The correct order for a row of adjectives modifying a noun
It happens often that two adjectives or even several adjectives are used to describe a noun. With more than one adjective in a row, there is a specific order for this group of adjectives to follow.
The following shows categories of adjectives in the correct order in which they are used to describe a noun.
Determiner – We normally begin a sentence of this nature with a determiner. The determiner can be an article (a, an, the), a demonstrative adjective (this, that, these, those), a possessive adjective (my, your, his, her, its, our, their) or an amount. 
Observation/Opinion – beautiful, best, dirty, funny, sweet, ugly, worthless
Size – big, large, small, huge, short, thick, 2-foot-long
Age* -- aged, elderly, new, 6-year-old, senior, young, youthful   
Shape – circular, flat, oblong, oval, round, square, triangular
Colour – blue, emerald, green, orange, red, violet, yellow
Origin/Location – African, British, Chinese, Hawaiian, Japanese, Roman, Surinamese (It tells us where the noun comes from)
Material – bronze, gold, plastic, silk, silver, steel, wooden  
Qualifier/purpose – It can be a noun (garden tool) or verb (used car) acting as an adjective.
(*Sometimes, age comes after shape.)
Coordinate adjective
Coordinate adjectives are adjectives that are equally important in describing a noun, without one of them outranking the others, and they are separated by a comma or commas.
To know if the adjectives used in a sentence are coordinate so that a comma is used between them, reverse the order of the adjectives or use the word and to separate the two adjectives.
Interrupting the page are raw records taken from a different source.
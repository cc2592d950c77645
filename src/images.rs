use std::rc::Rc;

use glam::Vec2;
use image::{imageops, Rgba, RgbaImage};
use tracing::trace;

/// Returns a copy of `source` rotated by `angle_degrees`, where positive angles
/// turn counterclockwise on screen.
///
/// The returned image grows to fit the rotated corners of `source` and any
/// pixel not covered by the source is fully transparent. Quarter turns are
/// exact and keep the image size (with width and height swapped when needed).
pub fn rotate_image(source: &RgbaImage, angle_degrees: f32) -> RgbaImage {
    let angle = angle_degrees.rem_euclid(360.0);

    // `imageops` rotates clockwise, so a counterclockwise quarter turn is a
    // clockwise three quarter turn.
    match angle {
        a if a == 0.0 => return source.clone(),
        a if a == 90.0 => return imageops::rotate270(source),
        a if a == 180.0 => return imageops::rotate180(source),
        a if a == 270.0 => return imageops::rotate90(source),
        _ => {}
    }

    let (sin, cos) = angle.to_radians().sin_cos();
    let (src_w, src_h) = (source.width() as f32, source.height() as f32);

    let dst_w = (src_w * cos.abs() + src_h * sin.abs()).ceil().max(1.0) as u32;
    let dst_h = (src_w * sin.abs() + src_h * cos.abs()).ceil().max(1.0) as u32;

    let src_center = Vec2::new(src_w, src_h) * 0.5;
    let dst_center = Vec2::new(dst_w as f32, dst_h as f32) * 0.5;

    // Walk the destination pixels and sample the source through the inverse
    // rotation (nearest neighbor).
    RgbaImage::from_fn(dst_w, dst_h, |x, y| {
        let d = Vec2::new(x as f32 + 0.5, y as f32 + 0.5) - dst_center;
        let s = Vec2::new(d.x * cos - d.y * sin, d.x * sin + d.y * cos) + src_center;

        if s.x < 0.0 || s.y < 0.0 || s.x >= src_w || s.y >= src_h {
            Rgba([0, 0, 0, 0])
        } else {
            *source.get_pixel(s.x as u32, s.y as u32)
        }
    })
}

/// A sprite's source art together with a rotated working copy.
///
/// The working copy is cached by the angle it was generated for, and is only
/// regenerated when a different angle is requested.
#[derive(Clone, Debug)]
pub struct SpriteImage {
    /// Unrotated source image which may be shared between sprites.
    source: Rc<RgbaImage>,
    /// Copy of `source` rotated by `working_angle` degrees.
    working: RgbaImage,
    working_angle: f32,
}

impl SpriteImage {
    pub fn new(source: Rc<RgbaImage>) -> Self {
        Self {
            working: source.as_ref().clone(),
            source,
            working_angle: 0.0,
        }
    }

    /// Make the working copy show the source rotated by `angle_degrees`.
    /// Returns true if the working copy had to be regenerated.
    pub fn set_angle(&mut self, angle_degrees: f32) -> bool {
        if angle_degrees == self.working_angle {
            return false;
        }

        trace!("regenerating sprite image at {angle_degrees} degrees");

        self.working = rotate_image(&self.source, angle_degrees);
        self.working_angle = angle_degrees;
        true
    }

    pub fn working(&self) -> &RgbaImage {
        &self.working
    }

    /// Get the size of the working copy in pixels.
    pub fn size(&self) -> Vec2 {
        Vec2::new(self.working.width() as f32, self.working.height() as f32)
    }
}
If they make sense, they are coordinate and a comma is required.  


  • He is a highly qualified, experienced doctor.
  • He is an experienced, highly qualified doctor.
  • He is a highly qualified and experienced doctor.

 (Both make sense, which means both adjectives are of equal importance (coordinate) and a comma is used.) 




Three or more coordinate adjectives 

When there are three or more coordinate adjectives, separate the adjectives with commas and the last two adjectives with the word and

  • She bought him a yellow, brown and red cap.
  • There were round, square and oval birthday cakes on sale at the bakery. 

No commas are required to separate non-coordinate adjectives that belong to different categories of adjectives. The adjectives are shown in bold. 

  • This beautiful large 10-year-old red-coloured Russian-designed wooden summer house is for sale.

    (Summer is a noun acting as an adjective modifying the noun house.)

  • She inherited that light yellowish-brown wicker cat basket from her grandmother, who used to keep a playful small black cat. 

    (Wicker and cat are nouns acting as modifying adjectives.) 




Coordinate and non-coordinate adjectives

Coordinate and non-coordinate adjectives may exist in a single sentence.

  • The items he bought included a reasonably-priced, imported glass wine jug. 

    (Reasonably-priced and imported are coordinate adjectives as they can exchange places, and the word and can replace the comma. The other two adjectives glass and wine are non-coordinate because and cannot be placed between them or between imported and glass.)

  • The funny, clumsy clown soon appeared, dressed in clothes with red and yellow polka dots




If adjectives in a sentence come after the verb be (is, are, etc.), the qualifier adjective (an adjective that qualifies the meaning of a noun and is accepted as part of the noun) will accompany the noun at the beginning of the sentence. The qualifier adjective does not need to be an adjective: summer, for example, in the following example sentences. More examples: garden gate, sandwich box, kitchen table, fish farm (all the words in bold are not adjectives; they are nouns but act as adjectives).

  • Correct: This summer house is beautiful, small, 10-year-old, red-coloured, Russian designed and wooden.
  • Incorrect: This house is beautiful, small, 10-year-old, red-coloured, Russian designed and wooden and summer.